Abstract
Background
Passive transcutaneous osseointegrated hearing implant systems have become increasingly popular more recently. The area over the implant is vulnerable due to vibration and pressure from the externally worn sound processor. Good perfusion and neural integrity has the potential to reduce complications. The authors' objective was to determine the ideal surgical exposure to maintain perfusion and neural integrity and decrease surgical time as a result of reduced bleeding.
Methods
The vascular anatomy of the temporal-parietal soft tissue was examined in a total of 50 subjects. Imaging diagnostics included magnetic resonance angiography in 12 and Doppler ultrasound in 25 healthy subjects to reveal the arterial network. Cadaver dissection of 13 subjects formed the control group.
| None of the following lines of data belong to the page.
//! Conversion traits between outcomes and the standard library types

use crate::result::Outcome;

/// Trait to convert result-like values into an [`Outcome`]
///
/// This trait provides a uniform interface over the standard `Result` and
/// `Outcome` itself, so generic code can accept either.
///
/// ```rust
/// use fallible::{IntoOutcome, Outcome};
///
/// let outcome: Outcome<u8, String> = Ok::<u8, String>(1).into_outcome();
/// assert!(outcome.is_success());
/// ```
pub trait IntoOutcome<T, E> {
    /// Convert into an outcome
    fn into_outcome(self) -> Outcome<T, E>;
}

impl<T, E> IntoOutcome<T, E> for Outcome<T, E> {
    fn into_outcome(self) -> Outcome<T, E> {
        self
    }
}

impl<T, E> IntoOutcome<T, E> for Result<T, E> {
    fn into_outcome(self) -> Outcome<T, E> {
        self.into()
    }
}

/// Extension methods turning an `Option` into an [`Outcome`]
pub trait OptionExt<T> {
    /// `Some(v)` becomes `Success(v)`, `None` becomes `Failure(error)`
    fn ok_or_failure<E>(self, error: E) -> Outcome<T, E>;

    /// Like [`OptionExt::ok_or_failure`], building the error only when needed
    fn ok_or_else_failure<E, F>(self, f: F) -> Outcome<T, E>
    where
        F: FnOnce() -> E;
}

impl<T> OptionExt<T> for Option<T> {
    fn ok_or_failure<E>(self, error: E) -> Outcome<T, E> {
        match self {
            Some(value) => Outcome::Success(value),
            None => Outcome::Failure(error),
        }
    }

    fn ok_or_else_failure<E, F>(self, f: F) -> Outcome<T, E>
    where
        F: FnOnce() -> E,
    {
        match self {
            Some(value) => Outcome::Success(value),
            None => Outcome::Failure(f()),
        }
    }
}

#[cfg(test)]
mod tests {
    use super::*;
    use crate::{Error, failure, success};

    fn describe<O: IntoOutcome<u32, String>>(input: O) -> String {
        input.into_outcome().fold(|v| format!("value {v}"), |e| format!("error {e}"))
    }

    #[test]
    fn test_generic_code_accepts_both_kinds() {
        assert_eq!(describe(Ok::<u32, String>(3)), "value 3");
        assert_eq!(describe(Err::<u32, String>("bad".to_string())), "error bad");
        assert_eq!(describe(success::<u32, String>(4)), "value 4");
        assert_eq!(describe(failure::<u32, String>("worse".to_string())), "error worse");
    }

    #[test]
    fn test_option_into_outcome() {
        let users = ["ada", "grace"];

        let found: Outcome<&&str> = users.first().ok_or_failure(Error::new("no users"));
        assert_eq!(found.unwrap_success(), &"ada");

        let missing: Outcome<&&str> = users.get(5).ok_or_else_failure(|| Error::new("Invalid user ID"));
        assert_eq!(missing.unwrap_failure().message(), "Invalid user ID");
    }
}
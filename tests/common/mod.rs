use std::sync::Once;

use tracing_subscriber::{EnvFilter, prelude::*};

static INIT: Once = Once::new();

/// Install a fmt subscriber once for the whole test binary
///
/// Filtering follows `RUST_LOG`, defaulting to `fallible=debug`.
pub fn init_logging() {
    INIT.call_once(|| {
        tracing_subscriber::registry()
            .with(
                tracing_subscriber::fmt::layer()
                    .with_test_writer()
                    .with_filter(
                        EnvFilter::try_from_default_env()
                            .unwrap_or_else(|_| EnvFilter::new("fallible=debug")),
                    ),
            )
            .init();
    });
}
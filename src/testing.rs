//! Tracing event capture for unit tests

use std::fmt::Debug;
use std::sync::{Arc, Mutex};

use tracing::field::{Field, Visit};
use tracing::{Event, Level, Subscriber};
use tracing_subscriber::layer::{Context, Layer};
use tracing_subscriber::prelude::*;

/// An event seen by the [`Recorder`]
#[derive(Debug, Clone, PartialEq)]
pub struct Captured {
    pub target: String,
    pub level: Level,
    pub message: String,
}

/// Layer storing every event it sees
#[derive(Clone, Default)]
struct Recorder {
    events: Arc<Mutex<Vec<Captured>>>,
}

impl<S> Layer<S> for Recorder
where
    S: Subscriber,
{
    fn on_event(&self, event: &Event<'_>, _ctx: Context<'_, S>) {
        let mut visitor = MessageVisitor::default();
        event.record(&mut visitor);

        let meta = event.metadata();
        self.events.lock().unwrap().push(Captured {
            target: meta.target().to_string(),
            level: *meta.level(),
            message: visitor.0,
        });
    }
}

#[derive(Default)]
struct MessageVisitor(String);

impl Visit for MessageVisitor {
    fn record_debug(&mut self, field: &Field, value: &dyn Debug) {
        if field.name() == "message" {
            self.0 = format!("{value:?}");
        }
    }
}

/// Run `f` with a recording subscriber as the thread default and return
/// its result along with every event emitted meanwhile
pub fn capture<R>(f: impl FnOnce() -> R) -> (R, Vec<Captured>) {
    let recorder = Recorder::default();
    let subscriber = tracing_subscriber::registry().with(recorder.clone());
    let result = tracing::subscriber::with_default(subscriber, f);

    let events = recorder.events.lock().unwrap().clone();
    (result, events)
}

/// Events of `events` emitted under `target`
pub fn from_target<'a>(events: &'a [Captured], target: &str) -> Vec<&'a Captured> {
    events.iter().filter(|e| e.target == target).collect()
}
The prevalence of the arteries were statistically analyzed with sector analysis in the surgically relevant area.
Results
The main arterial branches of this region could be well identified with each method. Statistical analysis showed that the arterial pattern was similar in all subjects. The prevalence of major arteries is low in the upper posterior area though large in proximity to the auricle region.
Conclusions
Diverse methods indicate the advantages of a posterior superior incision because the major arteries and nerves are at less risk of damage and best preserved. Although injury to these structures is rare, when it occurs, the distal flow is compromised and the peri-implant area is left intact. Hand-held Doppler is efficient and cost-effective in finding the best position for incision, if necessary, in subjects with a history of surgical stress to the retroauricular skin.
Trial registration
This was a non-interventional study.